You can submit your solutions as follows:

1. Make sure you name and number your assignment. For example, Joanna Bloggs could name her first assignment JB.1.nb (the .nb which stands for Mathematica Notebook, is automatic and hidden under Windows but is visible on Macintosh systems).
2. Go to the appropriate subfolder of the Solutions Folder (e.g., to submit JB.1.nb, Joanna would go into Folder 1). Under the File menu you will find the Upload File... command. Use this to submit your solution. Note that this folder is a "drop folder", i.e., its contents are not visible (so that other students cannot copy your solution).

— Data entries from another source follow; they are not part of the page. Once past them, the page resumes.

// src/transform/mod.rs
//! Ordered, pure transform steps over a [`Dataset`].

use serde::{Deserialize, Serialize};
use std::collections::BTreeMap;
use tracing::{debug, info};

use crate::dataset::{ColumnRef, ColumnSpec, Dataset, SemanticType};
use crate::error::EtlError;

pub mod aggregate;
pub mod coerce;
pub mod columns;
pub mod filter;
pub mod join;

pub use aggregate::Aggregate;
pub use filter::{Literal, Predicate};
pub use join::{Join, JoinKind};

/// Columns to convert: the listed ones, or every column but `except`.
#[derive(Debug, Clone, PartialEq, Serialize, Deserialize)]
#[serde(deny_unknown_fields)]
pub struct Coerce {
    #[serde(default)]
    pub columns: Option<Vec<ColumnRef>>,
    #[serde(default)]
    pub except: Vec<ColumnRef>,
    pub to: SemanticType,
}

impl Coerce {
    pub fn new(refs: Vec<ColumnRef>, to: SemanticType) -> Self {
        Self {
            columns: Some(refs),
            except: Vec::new(),
            to,
        }
    }

    fn targets(&self, ds: &Dataset) -> Result<Vec<ColumnRef>, EtlError> {
        if let Some(refs) = &self.columns {
            return Ok(refs.clone());
        }
        let skip = self
            .except
            .iter()
            .map(|r| ds.resolve(r))
            .collect::<Result<Vec<_>, _>>()?;
        Ok((0..ds.num_columns())
            .filter(|p| !skip.contains(p))
            .map(ColumnRef::Index)
            .collect())
    }
}

/// One transform step, as written in the configuration:
///
/// ```yaml
/// - select: [stop_id, stop_name]
/// - coerce: {columns: [stop_id], to: integer}
/// - filter:
///     - range: {column: stop_lat, min: -90, max: 90}
/// - drop_incomplete
/// ```
#[derive(Debug, Clone, PartialEq, Serialize, Deserialize)]
#[serde(rename_all = "snake_case")]
pub enum Step {
    Select(Vec<ColumnRef>),
    Rename(Vec<ColumnSpec>),
    Columns(Vec<ColumnSpec>),
    Coerce(Coerce),
    Filter(Vec<Predicate>),
    DropIncomplete,
    Aggregate(Aggregate),
    Join(Join),
}

impl Step {
    pub fn name(&self) -> &'static str {
        match self {
            Step::Select(_) => "select",
            Step::Rename(_) => "rename",
            Step::Columns(_) => "columns",
            Step::Coerce(_) => "coerce",
            Step::Filter(_) => "filter",
            Step::DropIncomplete => "drop_incomplete",
            Step::Aggregate(_) => "aggregate",
            Step::Join(_) => "join",
        }
    }

    /// Apply this step. `partners` holds the datasets a join may refer to.
    pub fn apply(
        &self,
        ds: Dataset,
        partners: &BTreeMap<String, Dataset>,
    ) -> Result<Dataset, EtlError> {
        match self {
            Step::Select(refs) => columns::select(ds, refs),
            Step::Rename(specs) => columns::rename(ds, specs),
            Step::Columns(specs) => columns::apply_specs(ds, specs),
            Step::Coerce(c) => {
                let targets = c.targets(&ds)?;
                coerce::coerce(ds, &targets, c.to)
            }
            Step::Filter(preds) => filter::filter(ds, preds),
            Step::DropIncomplete => Ok(drop_incomplete(ds)),
            Step::Aggregate(spec) => aggregate::aggregate(&ds, spec),
            Step::Join(j) => {
                let right = partners.get(&j.with).ok_or_else(|| {
                    EtlError::schema(format!("no dataset `{}` to join with", j.with))
                })?;
                join::join(&ds, right, &j.on, j.how)
            }
        }
    }
}

/// Remove every row holding a missing value in any column.
pub fn drop_incomplete(ds: Dataset) -> Dataset {
    let mask: Vec<bool> = (0..ds.num_rows())
        .map(|r| ds.columns().iter().all(|c| !c.values[r].is_missing()))
        .collect();
    ds.retain_rows(&mask)
}

/// A left-to-right fold over steps. The first failing step aborts the rest.
#[derive(Debug, Clone, Default)]
pub struct Transformer {
    steps: Vec<Step>,
    partners: BTreeMap<String, Dataset>,
}

impl Transformer {
    pub fn new(steps: Vec<Step>) -> Self {
        Self {
            steps,
            partners: BTreeMap::new(),
        }
    }

    /// Register a dataset that `join` steps can refer to by `name`.
    pub fn with_dataset(mut self, name: impl Into<String>, ds: Dataset) -> Self {
        self.partners.insert(name.into(), ds);
        self
    }

    pub fn steps(&self) -> &[Step] {
        &self.steps
    }

    pub fn apply(&self, input: Dataset) -> Result<Dataset, EtlError> {
        let rows_in = input.num_rows();
        let out = self
            .steps
            .iter()
            .enumerate()
            .try_fold(input, |ds, (idx, step)| {
                let before = ds.num_rows();
                let next = step.apply(ds, &self.partners)?;
                debug!(
                    step = idx,
                    kind = step.name(),
                    rows_before = before,
                    rows_after = next.num_rows(),
                    columns = next.num_columns(),
                    "step applied"
                );
                Ok::<_, EtlError>(next)
            })?;
        info!(rows_in, rows_out = out.num_rows(), steps = self.steps.len(), "transformed");
        Ok(out)
    }
}
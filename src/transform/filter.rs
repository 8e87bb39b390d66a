// src/transform/filter.rs

use regex::Regex;
use serde::{Deserialize, Serialize};

use crate::dataset::{ColumnRef, Dataset, Value};
use crate::error::EtlError;

/// A literal to compare cells against in an `in` predicate.
#[derive(Debug, Clone, PartialEq, Serialize, Deserialize)]
#[serde(untagged)]
pub enum Literal {
    Integer(i64),
    Float(f64),
    Text(String),
}

impl Literal {
    fn matches(&self, cell: &Value) -> bool {
        match self {
            Literal::Integer(i) => cell.as_f64() == Some(*i as f64),
            Literal::Float(f) => cell.as_f64() == Some(*f),
            Literal::Text(t) => !cell.is_missing() && cell.to_string() == *t,
        }
    }
}

/// Row filter predicate. A missing cell never satisfies a predicate.
#[derive(Debug, Clone, PartialEq, Serialize, Deserialize)]
#[serde(rename_all = "snake_case")]
pub enum Predicate {
    /// Numeric value within `[min, max]`; an absent bound is open.
    Range {
        column: ColumnRef,
        #[serde(default)]
        min: Option<f64>,
        #[serde(default)]
        max: Option<f64>,
    },
    /// Exact match against one of `values`.
    In {
        column: ColumnRef,
        values: Vec<Literal>,
    },
    /// Unanchored regex search over the text form of the cell.
    Pattern { column: ColumnRef, regex: String },
    /// Text form has exactly `len` characters.
    Length { column: ColumnRef, len: usize },
}

impl Predicate {
    pub fn column(&self) -> &ColumnRef {
        match self {
            Predicate::Range { column, .. }
            | Predicate::In { column, .. }
            | Predicate::Pattern { column, .. }
            | Predicate::Length { column, .. } => column,
        }
    }

    /// Boolean mask over the rows of `ds`.
    pub fn mask(&self, ds: &Dataset) -> Result<Vec<bool>, EtlError> {
        let pos = ds.resolve(self.column())?;
        let values = &ds.columns()[pos].values;

        let mask = match self {
            Predicate::Range { min, max, .. } => values
                .iter()
                .map(|v| match v.as_f64() {
                    Some(x) => min.map_or(true, |m| x >= m) && max.map_or(true, |m| x <= m),
                    None => false,
                })
                .collect(),
            Predicate::In { values: set, .. } => values
                .iter()
                .map(|v| set.iter().any(|lit| lit.matches(v)))
                .collect(),
            Predicate::Pattern { regex, .. } => {
                let re = Regex::new(regex)
                    .map_err(|e| EtlError::schema(format!("invalid pattern `{}`: {}", regex, e)))?;
                values
                    .iter()
                    .map(|v| !v.is_missing() && re.is_match(&v.to_string()))
                    .collect()
            }
            Predicate::Length { len, .. } => values
                .iter()
                .map(|v| !v.is_missing() && v.to_string().chars().count() == *len)
                .collect(),
        };
        Ok(mask)
    }
}

/// Keep the rows satisfying every predicate.
pub fn filter(ds: Dataset, predicates: &[Predicate]) -> Result<Dataset, EtlError> {
    let mut keep = vec![true; ds.num_rows()];
    for p in predicates {
        for (k, m) in keep.iter_mut().zip(p.mask(&ds)?) {
            *k &= m;
        }
    }
    Ok(ds.retain_rows(&keep))
}
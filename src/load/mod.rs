// src/load/mod.rs

use anyhow::{bail, Context, Result};
use reqwest::Client;
use serde::{Deserialize, Serialize};
use std::path::PathBuf;
use tracing::info;

use crate::dataset::Dataset;
use crate::error::EtlError;
use crate::fetch::{self, zips, Location};

pub mod decode;
pub mod parse;

pub use parse::MalformedRows;

/// Zip wrapping of a source: the archive is retrieved, extracted into
/// `extract_to`, and `member` is parsed.
#[derive(Debug, Clone, PartialEq, Serialize, Deserialize)]
#[serde(deny_unknown_fields)]
pub struct Archive {
    pub member: String,
    pub extract_to: PathBuf,
    #[serde(default)]
    pub download_to: Option<PathBuf>,
}

/// A delimited text resource and how to read it.
#[derive(Debug, Clone, PartialEq, Serialize, Deserialize)]
#[serde(deny_unknown_fields)]
pub struct Source {
    /// URL or local path; for archives, the archive's location.
    pub location: String,
    #[serde(default = "default_delimiter")]
    pub delimiter: char,
    #[serde(default = "default_encoding")]
    pub encoding: String,
    #[serde(default = "default_true")]
    pub header: bool,
    #[serde(default)]
    pub skip_rows: usize,
    #[serde(default)]
    pub skip_footer: usize,
    #[serde(default)]
    pub malformed: MalformedRows,
    /// Cell texts read as missing, in addition to the empty cell.
    #[serde(default)]
    pub na_values: Vec<String>,
    #[serde(default)]
    pub archive: Option<Archive>,
}

fn default_delimiter() -> char {
    ','
}

fn default_encoding() -> String {
    "utf-8".to_string()
}

fn default_true() -> bool {
    true
}

impl Source {
    pub fn new(location: impl Into<String>) -> Self {
        Self {
            location: location.into(),
            delimiter: default_delimiter(),
            encoding: default_encoding(),
            header: true,
            skip_rows: 0,
            skip_footer: 0,
            malformed: MalformedRows::Skip,
            na_values: Vec::new(),
            archive: None,
        }
    }

    pub fn delimiter(mut self, delimiter: char) -> Self {
        self.delimiter = delimiter;
        self
    }

    pub fn encoding(mut self, label: &str) -> Self {
        self.encoding = label.to_string();
        self
    }

    pub fn headerless(mut self) -> Self {
        self.header = false;
        self
    }

    pub fn archive(mut self, archive: Archive) -> Self {
        self.archive = Some(archive);
        self
    }

    fn delimiter_byte(&self) -> Result<u8> {
        if !self.delimiter.is_ascii() {
            bail!("delimiter {:?} is not a single-byte character", self.delimiter);
        }
        Ok(self.delimiter as u8)
    }
}

/// Load `source` into a dataset. Every column comes back as text.
///
/// Any I/O, HTTP, archive, decoding or parse problem is a `LoadFailure`; no
/// retry is attempted.
#[tracing::instrument(level = "info", skip_all, fields(location = %source.location))]
pub async fn load(client: &Client, source: &Source) -> Result<Dataset, EtlError> {
    load_inner(client, source)
        .await
        .map_err(|e| EtlError::load(&source.location, e))
}

async fn load_inner(client: &Client, source: &Source) -> Result<Dataset> {
    // 1) validate reader settings before touching the network
    let delimiter = source.delimiter_byte()?;
    let encoding = decode::lookup(&source.encoding)?;
    let location = Location::parse(&source.location);

    // 2) raw bytes, straight or through the archive
    let bytes = match &source.archive {
        Some(archive) => {
            let member = zips::retrieve_member(
                client,
                &location,
                &archive.extract_to,
                archive.download_to.as_deref(),
                &archive.member,
            )
            .await?;
            tokio::fs::read(&member)
                .await
                .with_context(|| format!("reading {}", member.display()))?
        }
        None => fetch::fetch_bytes(client, &location).await?,
    };

    // 3) decode, cut preamble/footer, parse
    let text = decode::decode(&bytes, encoding)?;
    let body = decode::trim_lines(&text, source.skip_rows, source.skip_footer);
    let dataset = parse::parse_delimited(
        body,
        &parse::ParseOptions {
            delimiter,
            header: source.header,
            malformed: source.malformed,
            na_values: &source.na_values,
        },
    )?;

    info!(
        rows = dataset.num_rows(),
        columns = dataset.num_columns(),
        "loaded"
    );
    Ok(dataset)
}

If you have any problems, please contact paul@physics.uwa.edu.au.

MODULE G: Methods in Experimental Biophysics

 
• This module follows the 3rd year Physics module "Methods in Experimental Physics"

Experimental Research Projects

Students intending to major in Biophysics must undertake three separate experimental projects, one from within the Physics Department and two allocated from amongst the various participating bio-science departments.

Each project involves approximately 50 hours of lab work over a maximum of six weeks, followed by a detailed report. Some projects may also include background reading and a review essay.